Your objective » Quote exactly the lines spanning from the top of the data below to the line that contains "pub struct Settings", including both.

Stored items
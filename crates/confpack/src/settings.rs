//! CLI settings
//!
//! Optional `confpack.toml` next to the snapshot provides defaults for the
//! flags most invocations repeat: the snapshot path, the export directory,
//! and the conflict allowance. Flags always win over file settings.

use anyhow::{Context, Result};
use serde::Deserialize;
use std::path::{Path, PathBuf};

#[derive(Debug, Clone, Default, Deserialize)]
#[serde(deny_unknown_fields)]
pub struct Settings {
    /// Workspace snapshot path
    pub snapshot: Option<PathBuf>,
    /// Directory generated packages are written to
    pub export_dir: Option<PathBuf>,
    /// Allow configuration claimed by other exported packages
    #[serde(default)]
    pub allow_conflicts: bool,
}

impl Settings {
    /// Load settings from a TOML file; a missing file yields the defaults.
    pub fn load(path: &Path) -> Result<Self> {
        if !path.exists() {
            return Ok(Self::default());
        }
        let content = std::fs::read_to_string(path)
            .with_context(|| format!("Failed to read settings from {}", path.display()))?;
        let settings: Settings = toml::from_str(&content)
            .with_context(|| format!("Failed to parse settings from {}", path.display()))?;
        Ok(settings)
    }
}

Response to the task »
filename crates/confpack/src/settings.rs
//! CLI settings
//!
//! Optional `confpack.toml` next to the snapshot provides defaults for the
//! flags most invocations repeat: the snapshot path, the export directory,
//! and the conflict allowance. Flags always win over file settings.

use anyhow::{Context, Result};
use serde::Deserialize;
use std::path::{Path, PathBuf};

#[derive(Debug, Clone, Default, Deserialize)]
#[serde(deny_unknown_fields)]
pub struct Settings {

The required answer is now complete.